[EXERCISE OBJECTIVE]
A line below contains "#[derive(Debug, thiserror::Error)]", and a later one contains "the duration so". Repeat both, with every line between them, exactly.

[Stored data entries]
* * *
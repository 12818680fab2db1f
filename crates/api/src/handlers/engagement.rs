//! Handlers for viewer engagement: views and favorites.

use axum::extract::{Path, State};
use axum::http::StatusCode;
use axum::response::IntoResponse;
use axum::Json;
use hof_core::types::DbId;
use hof_db::repositories::{FavoriteRepo, ViewRepo};
use serde::Serialize;

use crate::error::AppResult;
use crate::middleware::auth::AuthUser;
use crate::response::DataResponse;
use crate::state::AppState;

#[derive(Debug, Serialize)]
pub struct FavoriteChange {
    pub screenshot_id: DbId,
    /// False when the request was a no-op (already favorited / not favorited).
    pub changed: bool,
}

/// POST /api/v1/screenshots/{id}/views
pub async fn record_view(
    State(state): State<AppState>,
    user: AuthUser,
    Path(id): Path<DbId>,
) -> AppResult<impl IntoResponse> {
    let recorded = ViewRepo::record(&state.pool, id, user.creator_id, None).await?;
    Ok((StatusCode::CREATED, Json(DataResponse { data: recorded })))
}

/// POST /api/v1/screenshots/{id}/favorites
pub async fn add_favorite(
    State(state): State<AppState>,
    user: AuthUser,
    Path(id): Path<DbId>,
) -> AppResult<Json<DataResponse<FavoriteChange>>> {
    let changed = FavoriteRepo::add(&state.pool, id, user.creator_id).await?;
    Ok(Json(DataResponse {
        data: FavoriteChange {
            screenshot_id: id,
            changed,
        },
    }))
}

/// DELETE /api/v1/screenshots/{id}/favorites
pub async fn remove_favorite(
    State(state): State<AppState>,
    user: AuthUser,
    Path(id): Path<DbId>,
) -> AppResult<Json<DataResponse<FavoriteChange>>> {
    let changed = FavoriteRepo::remove(&state.pool, id, user.creator_id).await?;
    Ok(Json(DataResponse {
        data: FavoriteChange {
            screenshot_id: id,
            changed,
        },
    }))
}
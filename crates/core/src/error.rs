use crate::types::DbId;

/// Domain error taxonomy shared by the store and HTTP layers.
#[derive(Debug, thiserror::Error)]
pub enum CoreError {
    #[error("Entity not found: {entity} with id {id}")]
    NotFound { entity: &'static str, id: DbId },

    #[error("Validation failed: {0}")]
    Validation(String),

    /// Nothing left to show this viewer. Expected, not a failure.
    #[error("No eligible content")]
    NoEligibleContent,

    /// Rejected before any mutation took place.
    #[error("Invalid merge request: {0}")]
    InvalidMergeRequest(String),

    /// Safe to retry the whole operation from scratch.
    #[error("Transaction conflict: {0}")]
    TransactionConflict(String),

    #[error("Unauthorized: {0}")]
    Unauthorized(String),

    #[error("Forbidden: {0}")]
    Forbidden(String),

    #[error("Internal error: {0}")]
    Internal(String),
}
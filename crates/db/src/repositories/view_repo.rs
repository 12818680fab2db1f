//! Repository for the `views` table.

use hof_core::error::CoreError;
use hof_core::types::{DbId, Timestamp};
use sqlx::{PgPool, Postgres, Transaction};

use crate::error::StoreError;
use crate::models::engagement::{View, ViewRecorded};
use crate::repositories::BanRepo;

const COLUMNS: &str = "id, screenshot_id, creator_id, viewed_at";

pub struct ViewRepo;

impl ViewRepo {
    /// Record that `creator_id` viewed `screenshot_id`.
    ///
    /// Bumps `views_count` always and `unique_views_count` only for the
    /// viewer's first view. The screenshot row is locked for the duration so
    /// concurrent first views cannot both count as unique.
    pub async fn record(
        pool: &PgPool,
        screenshot_id: DbId,
        creator_id: DbId,
        viewed_at: Option<Timestamp>,
    ) -> Result<ViewRecorded, StoreError> {
        if BanRepo::is_creator_banned(pool, creator_id).await? {
            return Err(CoreError::Forbidden(format!("Creator {creator_id} is banned")).into());
        }

        let mut tx = pool.begin().await?;
        lock_screenshot(&mut tx, screenshot_id).await?;

        let (seen_before,): (bool,) = sqlx::query_as(
            "SELECT EXISTS (SELECT 1 FROM views WHERE screenshot_id = $1 AND creator_id = $2)",
        )
        .bind(screenshot_id)
        .bind(creator_id)
        .fetch_one(&mut *tx)
        .await?;

        let query = format!(
            "INSERT INTO views (screenshot_id, creator_id, viewed_at)
             VALUES ($1, $2, COALESCE($3, NOW()))
             RETURNING {COLUMNS}"
        );
        let view = sqlx::query_as::<_, View>(&query)
            .bind(screenshot_id)
            .bind(creator_id)
            .bind(viewed_at)
            .fetch_one(&mut *tx)
            .await?;

        sqlx::query(
            "UPDATE screenshots SET
                views_count = views_count + 1,
                unique_views_count = unique_views_count + CASE WHEN $2 THEN 0 ELSE 1 END
             WHERE id = $1",
        )
        .bind(screenshot_id)
        .bind(seen_before)
        .execute(&mut *tx)
        .await?;

        tx.commit().await?;

        tracing::debug!(screenshot_id, creator_id, first_view = !seen_before, "View recorded");
        Ok(ViewRecorded {
            view,
            first_view: !seen_before,
        })
    }

    pub async fn list_for_screenshot(
        pool: &PgPool,
        screenshot_id: DbId,
    ) -> Result<Vec<View>, sqlx::Error> {
        let query = format!("SELECT {COLUMNS} FROM views WHERE screenshot_id = $1 ORDER BY id");
        sqlx::query_as::<_, View>(&query)
            .bind(screenshot_id)
            .fetch_all(pool)
            .await
    }
}

/// `SELECT ... FOR UPDATE` on one screenshot, failing with `NotFound` if absent.
pub(crate) async fn lock_screenshot(
    tx: &mut Transaction<'_, Postgres>,
    screenshot_id: DbId,
) -> Result<(), StoreError> {
    let found: Option<(DbId,)> = sqlx::query_as("SELECT id FROM screenshots WHERE id = $1 FOR UPDATE")
        .bind(screenshot_id)
        .fetch_optional(&mut **tx)
        .await?;

    match found {
        Some(_) => Ok(()),
        None => Err(CoreError::NotFound {
            entity: "Screenshot",
            id: screenshot_id,
        }
        .into()),
    }
}
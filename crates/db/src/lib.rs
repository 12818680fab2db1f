//! Postgres content store for screenshots, engagement and embeddings.

pub mod error;
pub mod models;
pub mod repositories;

use std::time::Duration;

use sqlx::postgres::PgPoolOptions;

pub type DbPool = sqlx::PgPool;

/// Create a connection pool from a database URL.
pub async fn create_pool(database_url: &str) -> Result<DbPool, sqlx::Error> {
    PgPoolOptions::new()
        .max_connections(20)
        .acquire_timeout(Duration::from_secs(5))
        .connect(database_url)
        .await
}

/// Round-trip a trivial query to confirm the database is reachable.
pub async fn health_check(pool: &DbPool) -> Result<(), sqlx::Error> {
    sqlx::query("SELECT 1").execute(pool).await?;
    Ok(())
}

/// Apply pending migrations from `db/migrations`.
pub async fn run_migrations(pool: &DbPool) -> Result<(), sqlx::migrate::MigrateError> {
    sqlx::migrate!("../../db/migrations").run(pool).await
}
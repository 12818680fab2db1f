//! Limit helpers for list-style endpoints.

/// Default number of duplicate pairs returned by one scan request.
pub const DEFAULT_SCAN_LIMIT: i64 = 50;

/// Hard ceiling for the duplicate scan page size.
pub const MAX_SCAN_LIMIT: i64 = 500;

/// Clamp a user-provided limit to `[1, max]`, using `default` when absent.
pub fn clamp_limit(limit: Option<i64>, default: i64, max: i64) -> i64 {
    limit.unwrap_or(default).max(1).min(max)
}
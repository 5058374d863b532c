// Primary and postfix expression parsing: literals, identifiers, tuples,
// calls, field/tuple access, indexing and slicing, struct literals and the
// context-sensitive decisions around them.

use super::Parser;
use crate::ParseError;
use asthra_ast::*;
use asthra_diagnostics::error_codes;
use asthra_lexer::Token;
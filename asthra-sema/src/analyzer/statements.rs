// Statement analysis. Each analyzer returns whether the statement
// definitely diverges (returns Never), which block analysis folds upward:
// a block returns Never iff some contained statement is a return, a
// Never-typed expression statement, a nested block that returns Never, or
// an if whose both branches return Never.

use asthra_ast::*;
use asthra_diagnostics::error_codes;

use super::Analyzer;
use crate::symbols::Symbol;
use crate::types::TypeKind;

impl<'a> Analyzer<'a> {
    /// Analyze a block in a fresh scope; true if the block definitely
    /// returns Never. Statements after the first diverging one get an
    /// unreachable-code advisory (once per block).
    pub(crate) fn analyze_block(&mut self, block: &Block) -> bool {
        self.scopes.enter_scope();

        let mut returns_never = false;
        let mut warned_unreachable = false;
        for stmt in &block.statements {
            if returns_never && !warned_unreachable {
                warned_unreachable = true;
                self.warning(
                    error_codes::UNREACHABLE_CODE,
                    "unreachable statement".to_string(),
                    &stmt.span,
                );
            }
            if self.analyze_statement(stmt) {
                returns_never = true;
            }
        }

        self.scopes.exit_scope();
        returns_never
    }

    pub(crate) fn analyze_statement(&mut self, stmt: &Stmt) -> bool {
        match &stmt.kind {
            StmtKind::Let {
                is_mutable,
                name,
                ty,
                ownership: _,
                value,
            } => {
                self.analyze_let(stmt, *is_mutable, name, ty, value.as_ref());
                false
            }

            StmtKind::Return(value) => {
                self.analyze_return(stmt, value);
                true
            }

            StmtKind::Expression(expr) => {
                let ty = self.analyze_expr(expr, None);
                ty.is_some_and(|id| self.types.is_never(id))
            }

            StmtKind::If(if_stmt) => self.analyze_if(if_stmt),

            StmtKind::IfLet {
                pattern,
                value,
                then_block,
                else_block,
            } => {
                let scrutinee = self.analyze_expr(value, None);

                // Pattern bindings live in a dedicated scope that also
                // encloses the then-block; the else-block sees only the
                // outer scope.
                self.scopes.enter_scope();
                if let Some(ty) = scrutinee {
                    self.validate_pattern(pattern, ty);
                }
                let then_never = self.analyze_block(then_block);
                self.scopes.exit_scope();

                let else_never = match else_block {
                    Some(block) => self.analyze_block(block),
                    None => return false,
                };
                then_never && else_never
            }

            StmtKind::For {
                variable,
                iterable,
                body,
            } => {
                self.analyze_for(stmt, variable, iterable, body);
                false
            }

            StmtKind::Match { scrutinee, arms } => {
                self.analyze_match(scrutinee, arms, None, None);
                false
            }

            StmtKind::Spawn { call } => {
                self.analyze_expr(call, None);
                false
            }

            StmtKind::SpawnWithHandle { handle, call } => {
                if let Some(result) = self.analyze_expr(call, None) {
                    let handle_ty = self.types.intern(TypeKind::TaskHandle { result });
                    if !self.scopes.insert(Symbol::variable(
                        handle,
                        handle_ty,
                        false,
                        stmt.span.clone(),
                    )) {
                        let span = self.span(&stmt.span);
                        self.diagnostics.duplicate_symbol(handle, span);
                    }
                }
                false
            }

            StmtKind::Unsafe(block) => {
                let saved = self.in_unsafe_context;
                self.in_unsafe_context = true;
                let never = self.analyze_block(block);
                self.in_unsafe_context = saved;
                never
            }

            StmtKind::Break | StmtKind::Continue => {
                if self.loop_depth == 0 {
                    let what = if matches!(stmt.kind, StmtKind::Break) {
                        "break"
                    } else {
                        "continue"
                    };
                    self.error(
                        error_codes::INVALID_OPERATION,
                        format!("`{}` outside of a loop", what),
                        &stmt.span,
                    );
                }
                false
            }

            StmtKind::Assign { target, value } => {
                self.analyze_assignment(target, value);
                false
            }

            StmtKind::Block(block) => self.analyze_block(block),
        }
    }

    fn analyze_let(
        &mut self,
        stmt: &Stmt,
        is_mutable: bool,
        name: &str,
        ty: &TypeExpr,
        value: Option<&Expr>,
    ) {
        let declared = self.resolve_type(ty);

        if let (Some(declared), Some(value)) = (declared, value) {
            if let Some(actual) = self.analyze_expr(value, Some(declared)) {
                if !self.types.compatible(declared, actual) {
                    self.type_mismatch(declared, actual, &value.span);
                }
            }
        } else if let Some(value) = value {
            self.analyze_expr(value, None);
        }

        let Some(declared) = declared else {
            return;
        };

        let mut symbol = Symbol::variable(name, declared, is_mutable, stmt.span.clone());
        symbol.is_initialized = value.is_some();
        if !self.scopes.insert(symbol) {
            let span = self.span(&stmt.span);
            self.diagnostics.duplicate_symbol(name, span);
        }
    }

    fn analyze_return(&mut self, stmt: &Stmt, value: &Expr) {
        let Some(&expected) = self.return_type_stack.last() else {
            self.error(
                error_codes::INVALID_RETURN,
                "`return` outside of a function body".to_string(),
                &stmt.span,
            );
            return;
        };

        // `return ();` is the accepted placeholder in a Never function,
        // unreachable as it is.
        if self.types.is_never(expected) && matches!(value.kind, ExprKind::Unit) {
            self.analyze_expr(value, None);
            return;
        }

        if let Some(actual) = self.analyze_expr(value, Some(expected)) {
            if !self.types.compatible(expected, actual) {
                let expected_name = self.types.display(expected);
                let actual_name = self.types.display(actual);
                self.error(
                    error_codes::INVALID_RETURN,
                    format!(
                        "return type mismatch: expected `{}`, found `{}`",
                        expected_name, actual_name
                    ),
                    &value.span,
                );
            }
        }
    }

    fn analyze_if(&mut self, if_stmt: &IfStmt) -> bool {
        if let Some(cond) = self.analyze_expr(&if_stmt.condition, None) {
            if !self.types.is_primitive(cond, PrimitiveType::Bool) && !self.types.is_never(cond) {
                let found = self.types.display(cond);
                self.error(
                    error_codes::TYPE_MISMATCH,
                    format!("if condition must be `bool`, found `{}`", found),
                    &if_stmt.condition.span,
                );
            }
        }

        let then_never = self.analyze_block(&if_stmt.then_block);
        let else_never = match &if_stmt.else_branch {
            Some(ElseBranch::Block(block)) => self.analyze_block(block),
            Some(ElseBranch::If(nested)) => self.analyze_if(nested),
            None => return false,
        };
        then_never && else_never
    }

    fn analyze_for(&mut self, stmt: &Stmt, variable: &str, iterable: &Expr, body: &Block) {
        let element = match self.analyze_expr(iterable, None) {
            Some(ty) => match self.types.kind(ty) {
                TypeKind::Slice { element } => Some(*element),
                _ => {
                    let found = self.types.display(ty);
                    self.error(
                        error_codes::TYPE_MISMATCH,
                        format!("for-in iterates over slices, found `{}`", found),
                        &iterable.span,
                    );
                    None
                }
            },
            None => None,
        };

        self.scopes.enter_scope();
        if let Some(element) = element {
            self.scopes
                .insert(Symbol::variable(variable, element, false, stmt.span.clone()));
        }

        self.loop_depth += 1;
        self.analyze_block(body);
        self.loop_depth -= 1;

        self.scopes.exit_scope();
    }

    fn analyze_assignment(&mut self, target: &Expr, value: &Expr) {
        // Mutability discipline applies to named targets; the first write
        // to an uninitialized let is its initialization.
        if let ExprKind::Ident(name) = &target.kind {
            if let Some(symbol) = self.scopes.lookup(name) {
                if !symbol.is_mutable && symbol.is_initialized {
                    self.error(
                        error_codes::IMMUTABLE_ASSIGN,
                        format!("cannot assign to immutable variable `{}`", name),
                        &target.span,
                    );
                }
            }
            if let Some(symbol) = self.scopes.lookup_mut(name) {
                symbol.is_initialized = true;
            }
        }

        let target_ty = self.analyze_expr(target, None);
        if let Some(expected) = target_ty {
            if let Some(actual) = self.analyze_expr(value, Some(expected)) {
                if !self.types.compatible(expected, actual) {
                    self.type_mismatch(expected, actual, &value.span);
                }
            }
        } else {
            self.analyze_expr(value, None);
        }
    }
}
use asthra_diagnostics::error_codes;
use asthra_lexer::LexError;
use thiserror::Error;

// Modular parser structure
mod parser;
pub use parser::{Parser, ParserOptions};

#[derive(Error, Debug, Clone)]
pub enum ParseError {
    #[error("Syntax error [{code}]: {message}")]
    Syntax {
        code: u16,
        message: String,
        span: std::ops::Range<usize>,
    },
    #[error("Lexical error: {0}")]
    Lex(#[from] LexError),
}

impl ParseError {
    pub fn code(&self) -> u16 {
        match self {
            ParseError::Syntax { code, .. } => *code,
            ParseError::Lex(err) => match err {
                LexError::InvalidToken { .. } => error_codes::INVALID_TOKEN,
                LexError::UnterminatedString { .. } => error_codes::UNTERMINATED_STRING,
                LexError::InvalidNumber { .. } => error_codes::INVALID_NUMBER,
                LexError::InvalidEscape { .. } => error_codes::INVALID_ESCAPE,
                LexError::StrayCommentClose { .. } => error_codes::STRAY_COMMENT_CLOSE,
            },
        }
    }

    pub fn span(&self) -> std::ops::Range<usize> {
        match self {
            ParseError::Syntax { span, .. } => span.clone(),
            ParseError::Lex(err) => err.span(),
        }
    }

    pub fn message(&self) -> String {
        match self {
            ParseError::Syntax { message, .. } => message.clone(),
            ParseError::Lex(err) => err.to_string(),
        }
    }
}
* * *
[ANSWER TO THIS TASK]
#[derive(Debug, thiserror::Error)]
pub enum CoreError {
    #[error("Entity not found: {entity} with id {id}")]
    NotFound { entity: &'static str, id: DbId },

    #[error("Validation failed: {0}")]
    Validation(String),

    /// Nothing left to show this viewer. Expected, not a failure.
    #[error("No eligible content")]
    NoEligibleContent,

    /// Rejected before any mutation took place.
    #[error("Invalid merge request: {0}")]
    InvalidMergeRequest(String),

    /// Safe to retry the whole operation from scratch.
    #[error("Transaction conflict: {0}")]
    TransactionConflict(String),

    #[error("Unauthorized: {0}")]
    Unauthorized(String),

    #[error("Forbidden: {0}")]
    Forbidden(String),

    #[error("Internal error: {0}")]
    Internal(String),
}
filename crates/db/src/repositories/view_repo.rs
repository 12818680fab2db1f
//! Repository for the `views` table.

use hof_core::error::CoreError;
use hof_core::types::{DbId, Timestamp};
use sqlx::{PgPool, Postgres, Transaction};

use crate::error::StoreError;
use crate::models::engagement::{View, ViewRecorded};
use crate::repositories::BanRepo;

const COLUMNS: &str = "id, screenshot_id, creator_id, viewed_at";

pub struct ViewRepo;

impl ViewRepo {
    /// Record that `creator_id` viewed `screenshot_id`.
    ///
    /// Bumps `views_count` always and `unique_views_count` only for the
    /// viewer's first view. The screenshot row is locked for the duration so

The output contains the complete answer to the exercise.